Even if Christianity did borrow from pagan mythology, the way Christmas is celebrated today isn’t done to celebrate paganism. It’s to celebrate the birth of Jesus. Culture changes over time, and that changes how we view different cultural practices. Even if gift-giving was originally a pagan practice (and I don’t think it was), today Christians see gift-giving as a way of recognising the ultimate gift Jesus has given us. The meaning associated with the practice has changed – and that’s fine. But all that being said, the question still remains:
Where does December 25 come from?
Church tradition believed Jesus was conceived March 25. Tertullian, the early church Father, had the bright idea of connecting that to the birth cycle of Mary, so he added 9 months to that date, and came up with the date of December 25 to celebrate Jesus’ birth.

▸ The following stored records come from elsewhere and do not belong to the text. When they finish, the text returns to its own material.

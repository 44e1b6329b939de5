//! Live connection registry
//!
//! Process-local map of `agent_id -> live connection`. The mutex is only held
//! for lookup/insert/delete; callers get cloned `Arc`s and never hold the lock
//! across an await.

use std::collections::HashMap;
use std::sync::{Arc, Mutex, MutexGuard};
use std::time::Duration;

use courier_core::transport::DeviceConnection;
use tokio::task::JoinHandle;
use tokio::time::Instant;

struct LiveConnection {
    conn: Arc<dyn DeviceConnection>,
    pump: Option<JoinHandle<()>>,
    listener: Option<JoinHandle<()>>,
}

/// Removed entry handed back to the caller for teardown.
pub struct Detached {
    pub conn: Arc<dyn DeviceConnection>,
    pump: Option<JoinHandle<()>>,
    listener: Option<JoinHandle<()>>,
}

impl Detached {
    /// Stop the event pump and the pairing listener. The connection itself is
    /// left to the caller.
    pub fn stop_tasks(&mut self) {
        for task in [self.pump.take(), self.listener.take()].into_iter().flatten() {
            task.abort();
        }
    }
}

type TaskSlot = fn(&mut LiveConnection) -> &mut Option<JoinHandle<()>>;

/// Outcome of `insert_if_absent`.
pub enum Registration {
    /// Our connection is now the live one.
    Inserted(Arc<dyn DeviceConnection>),
    /// Someone registered first; theirs is returned.
    Existing(Arc<dyn DeviceConnection>),
}

#[derive(Default)]
pub struct ConnectionRegistry {
    live: Mutex<HashMap<String, LiveConnection>>,
    // Pairing-code refreshes, tracked separately so they survive re-registration.
    refreshes: Mutex<HashMap<String, Instant>>,
}

impl ConnectionRegistry {
    pub fn new() -> Self {
        Self::default()
    }

    fn live(&self) -> MutexGuard<'_, HashMap<String, LiveConnection>> {
        // Entries are plain data; a poisoned map is still consistent.
        self.live.lock().unwrap_or_else(|e| e.into_inner())
    }

    pub fn get(&self, agent_id: &str) -> Option<Arc<dyn DeviceConnection>> {
        self.live().get(agent_id).map(|l| l.conn.clone())
    }

    pub fn contains(&self, agent_id: &str) -> bool {
        self.live().contains_key(agent_id)
    }

    pub fn len(&self) -> usize {
        self.live().len()
    }

    pub fn is_empty(&self) -> bool {
        self.len() == 0
    }

    pub fn insert_if_absent(
        &self,
        agent_id: &str,
        conn: Arc<dyn DeviceConnection>,
    ) -> Registration {
        let mut live = self.live();
        if let Some(existing) = live.get(agent_id) {
            return Registration::Existing(existing.conn.clone());
        }
        live.insert(
            agent_id.to_string(),
            LiveConnection {
                conn: conn.clone(),
                pump: None,
                listener: None,
            },
        );
        Registration::Inserted(conn)
    }

    /// Record the event pump for `conn`. If the entry was replaced or removed
    /// in the meantime the pump is aborted.
    pub fn set_pump(&self, agent_id: &str, conn: &Arc<dyn DeviceConnection>, pump: JoinHandle<()>) {
        self.attach_task(agent_id, conn, pump, |l| &mut l.pump);
    }

    /// Record the pairing listener for `conn`, aborting the one it supersedes.
    /// A listener for a replaced or removed entry is aborted.
    pub fn set_listener(
        &self,
        agent_id: &str,
        conn: &Arc<dyn DeviceConnection>,
        listener: JoinHandle<()>,
    ) {
        self.attach_task(agent_id, conn, listener, |l| &mut l.listener);
    }

    fn attach_task(
        &self,
        agent_id: &str,
        conn: &Arc<dyn DeviceConnection>,
        task: JoinHandle<()>,
        slot: TaskSlot,
    ) {
        let mut live = self.live();
        match live.get_mut(agent_id) {
            Some(entry) if Arc::ptr_eq(&entry.conn, conn) => {
                if let Some(old) = slot(entry).replace(task) {
                    old.abort();
                }
            }
            _ => task.abort(),
        }
    }

    pub fn remove(&self, agent_id: &str) -> Option<Detached> {
        self.live().remove(agent_id).map(|l| Detached {
            conn: l.conn,
            pump: l.pump,
            listener: l.listener,
        })
    }

    /// Remove the entry only if it still holds `conn`.
    pub fn remove_if_same(&self, agent_id: &str, conn: &Arc<dyn DeviceConnection>) -> bool {
        let mut live = self.live();
        match live.get(agent_id) {
            Some(entry) if Arc::ptr_eq(&entry.conn, conn) => {
                // The pump calling this is the one being removed; let it finish.
                if let Some(removed) = live.remove(agent_id) {
                    if let Some(listener) = removed.listener {
                        listener.abort();
                    }
                }
                true
            }
            _ => false,
        }
    }

    /// Claim the pairing-code refresh slot for `agent_id`. Returns false if a
    /// refresh was already started within `window`.
    pub fn try_begin_refresh(&self, agent_id: &str, window: Duration) -> bool {
        let now = Instant::now();
        let mut refreshes = self.refreshes.lock().unwrap_or_else(|e| e.into_inner());
        match refreshes.get(agent_id) {
            Some(last) if now.duration_since(*last) < window => false,
            _ => {
                refreshes.insert(agent_id.to_string(), now);
                true
            }
        }
    }

    pub fn forget_refresh(&self, agent_id: &str) {
        self.refreshes
            .lock()
            .unwrap_or_else(|e| e.into_inner())
            .remove(agent_id);
    }
}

One of the reasons we celebrate Jesus’ birth likely comes from an early document called the Apostolic Confessions. The Apostolic Confessions were written around 380 AD and was a guide to doctrine and worship loosely connected to the Apostles – and it mentions celebrating Jesus’ birth twice (Section 4, Part XXXIII; Section 3, Part XIII).
Why celebrate it?
Even if some aspects of Christmas have been influenced by paganism at points through history, its origin is pretty clearly Christian. Even today, where Christmas is hyper-commercialised and culture is increasingly trying to make Christmas religion-neutral, the birth of Jesus is still something worth celebrating. The day after tomorrow (or tomorrow, if you’re back in Australia), we celebrate that God so loved us he took on human flesh. That rather than standing far off, transcendent and aloof, God entered the human race and experienced the suffering and pain that we as humans experience. If you believe that that’s true (and I have good reasons to believe it is!), it’s definitely something worth celebrating.
Merry Christmas Eve/Eve everyone,
 The Saturnalia. Macrobius, Ambrosius Aurelius Theodosius.; Davies, Percival Vaughan. Columbia University Press, 1969.
 Hijmans, Sol: The Sun in the Art and Religions of Rome [diss., University of Groningen 2009], p. 588.
 Tertullian, Adversus Iudaeos, p. 8.